The answer must consist of each line of the records below that contains the string "machine".

**MATERIALS PROVIDED:**
· · · · · · ·
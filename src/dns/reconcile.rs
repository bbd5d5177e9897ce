//! Record reconciliation.
//!
//! # Responsibilities
//! - Compare desired active region against observed provider state
//! - Decide whether a write is needed and what value to write
//!
//! # Design Decisions
//! - This component never issues the write itself; the loop owns the
//!   provider call and the retry cadence. Keeps the decision testable
//!   without network access.
//! - Idempotent: unchanged inputs after a successful write yield NoOp.

use crate::config::EndpointTarget;
use crate::dns::record::DnsRecordObservation;
use crate::failover::FailoverState;

/// What the loop should do to the DNS record this tick.
#[derive(Debug, Clone, PartialEq, Eq)]
pub enum Action {
    NoOp,
    UpdateRecord { new_value: String },
}

/// Decide whether the published record matches the desired active region.
///
/// Emits `UpdateRecord` iff the observed value differs from the active
/// target's `dns_value` (a missing record always differs).
pub fn reconcile(
    desired: &FailoverState,
    targets: &[EndpointTarget],
    observed: &DnsRecordObservation,
) -> Action {
    let Some(active) = targets
        .iter()
        .find(|t| t.region_id == desired.active_region_id)
    else {
        // Unreachable after config validation; refuse to touch the record.
        tracing::error!(
            domain = %desired.domain_name,
            region = %desired.active_region_id,
            "Active region has no configured target"
        );
        return Action::NoOp;
    };

    let in_sync = observed
        .current_target_value
        .as_deref()
        .is_some_and(|current| current == active.dns_value);

    if in_sync {
        Action::NoOp
    } else {
        Action::UpdateRecord {
            new_value: active.dns_value.clone(),
        }
    }
}

#[cfg(test)]
mod tests {
    use super::*;
    use crate::dns::record::RecordType;

    fn targets() -> Vec<EndpointTarget> {
        vec![
            EndpointTarget {
                region_id: "primary".to_string(),
                health_check_url: "http://primary.example.com/healthz".to_string(),
                dns_value: "lb.primary.example.com".to_string(),
                priority: 20,
            },
            EndpointTarget {
                region_id: "secondary".to_string(),
                health_check_url: "http://secondary.example.com/healthz".to_string(),
                dns_value: "lb.secondary.example.com".to_string(),
                priority: 10,
            },
        ]
    }

    fn observed(value: Option<&str>) -> DnsRecordObservation {
        DnsRecordObservation {
            domain_name: "app.example.com".to_string(),
            current_target_value: value.map(str::to_string),
            record_type: RecordType::Cname,
        }
    }

    #[test]
    fn update_when_record_points_elsewhere() {
        let desired = FailoverState::initial("app.example.com", "secondary");
        let action = reconcile(&desired, &targets(), &observed(Some("lb.primary.example.com")));
        assert_eq!(
            action,
            Action::UpdateRecord {
                new_value: "lb.secondary.example.com".to_string()
            }
        );
    }

    #[test]
    fn missing_record_triggers_update() {
        let desired = FailoverState::initial("app.example.com", "primary");
        let action = reconcile(&desired, &targets(), &observed(None));
        assert_eq!(
            action,
            Action::UpdateRecord {
                new_value: "lb.primary.example.com".to_string()
            }
        );
    }

    #[test]
    fn idempotent_after_simulated_write() {
        let desired = FailoverState::initial("app.example.com", "primary");

        let first = reconcile(&desired, &targets(), &observed(None));
        let Action::UpdateRecord { new_value } = first else {
            panic!("expected an update");
        };

        // Observation refreshed after the write lands.
        let second = reconcile(&desired, &targets(), &observed(Some(&new_value)));
        assert_eq!(second, Action::NoOp);

        let third = reconcile(&desired, &targets(), &observed(Some(&new_value)));
        assert_eq!(third, Action::NoOp);
    }

    #[test]
    fn unknown_active_region_is_a_noop() {
        let desired = FailoverState::initial("app.example.com", "ghost-region");
        let action = reconcile(&desired, &targets(), &observed(Some("lb.primary.example.com")));
        assert_eq!(action, Action::NoOp);
    }
}
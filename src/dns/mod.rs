//! DNS subsystem.
//!
//! # Data Flow
//! ```text
//! FailoverState (desired) + DnsRecordObservation (actual)
//!     → reconcile.rs decides: NoOp or UpdateRecord
//!     → provider.rs issues the idempotent upsert (loop-owned retry)
//! ```
//!
//! # Design Decisions
//! - Decision and write are separated: reconcile() is pure, the provider
//!   is the lone I/O boundary
//! - At-least-once delivery: a failed write is simply retried next tick

pub mod provider;
pub mod reconcile;
pub mod record;

pub use provider::{DnsError, DnsProvider, MemoryDnsProvider, ProviderHandle, RestDnsProvider};
pub use reconcile::{reconcile, Action};
pub use record::{DnsRecordObservation, RecordType};
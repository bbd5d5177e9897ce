//! Health probing subsystem.
//!
//! # Data Flow
//! ```text
//! Each reconciliation tick:
//!     prober.rs issues one GET per target (concurrent, per-probe timeout)
//!     → verdict.rs folds outcomes into consecutive counters
//!     → HealthVerdict per region handed to the failover state machine
//! ```
//!
//! # Design Decisions
//! - One uniform failure signal: the state machine never learns why a
//!   probe failed, only that it did
//! - Counters are owned by the loop instance, not shared

pub mod prober;
pub mod verdict;

pub use prober::{HealthProber, ProbeOutcome};
pub use verdict::{HealthVerdict, VerdictTracker};
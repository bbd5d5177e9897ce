//! Failover decision subsystem.
//!
//! # Data Flow
//! ```text
//! Verdicts per region (probe subsystem)
//!     → machine.rs advance()
//!     → new FailoverState
//!     → record reconciler decides whether DNS must change
//! ```
//!
//! # Design Decisions
//! - advance() is a pure function; deterministic unit testing without a
//!   live DNS provider
//! - At most one region is active per domain at any time

pub mod machine;
pub mod state;

pub use machine::advance;
pub use state::{FailoverState, TransitionReason};
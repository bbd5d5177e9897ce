//! Read-only status API.
//!
//! # Endpoints
//! - `GET /status` — system summary
//! - `GET /status/domains` — every domain's failover state, last verdicts,
//!   transition history, and DNS sync outcome
//! - `GET /status/domains/{domain}` — one domain
//! - `GET /healthz` — liveness of the daemon itself
//!
//! # Design Decisions
//! - Strictly read-only: the loops own all state; this surface only reads
//!   published snapshots
//! - No mutation endpoints means no auth beyond network placement

pub mod handlers;

use axum::routing::get;
use axum::Router;
use tokio::sync::broadcast;
use tower_http::trace::TraceLayer;

use crate::controller::StatusRegistry;

/// Build the status API router.
pub fn router(registry: StatusRegistry) -> Router {
    Router::new()
        .route("/status", get(handlers::get_system))
        .route("/status/domains", get(handlers::get_all_domains))
        .route("/status/domains/{domain}", get(handlers::get_domain))
        .route("/healthz", get(handlers::healthz))
        .layer(TraceLayer::new_for_http())
        .with_state(registry)
}

/// Serve the status API until shutdown.
pub async fn serve(
    bind_address: &str,
    registry: StatusRegistry,
    mut shutdown: broadcast::Receiver<()>,
) -> Result<(), std::io::Error> {
    let listener = tokio::net::TcpListener::bind(bind_address).await?;
    tracing::info!(address = %bind_address, "Status API listening");

    axum::serve(listener, router(registry))
        .with_graceful_shutdown(async move {
            let _ = shutdown.recv().await;
        })
        .await
}
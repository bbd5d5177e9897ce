//! Configuration loading from disk.

use std::fs;
use std::path::Path;

use thiserror::Error;

use crate::config::schema::FailoverConfig;
use crate::config::validation::{validate_config, ValidationError};

/// Error type for configuration loading. Fatal at startup only.
#[derive(Debug, Error)]
pub enum ConfigError {
    #[error("IO error: {0}")]
    Io(#[from] std::io::Error),

    #[error("Parse error: {0}")]
    Parse(#[from] toml::de::Error),

    #[error("Validation failed: {}", format_errors(.0))]
    Validation(Vec<ValidationError>),
}

fn format_errors(errors: &[ValidationError]) -> String {
    errors
        .iter()
        .map(|e| e.to_string())
        .collect::<Vec<_>>()
        .join(", ")
}

/// Load and validate configuration from a TOML file.
pub fn load_config(path: &Path) -> Result<FailoverConfig, ConfigError> {
    let content = fs::read_to_string(path)?;
    let config: FailoverConfig = toml::from_str(&content)?;

    validate_config(&config).map_err(ConfigError::Validation)?;

    Ok(config)
}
· · · · · · ·
**TASK RESULT:**
//!     → HealthVerdict per region handed to the failover state machine
//! - One uniform failure signal: the state machine never learns why a
//!     → machine.rs advance()
pub mod machine;
pub use machine::advance;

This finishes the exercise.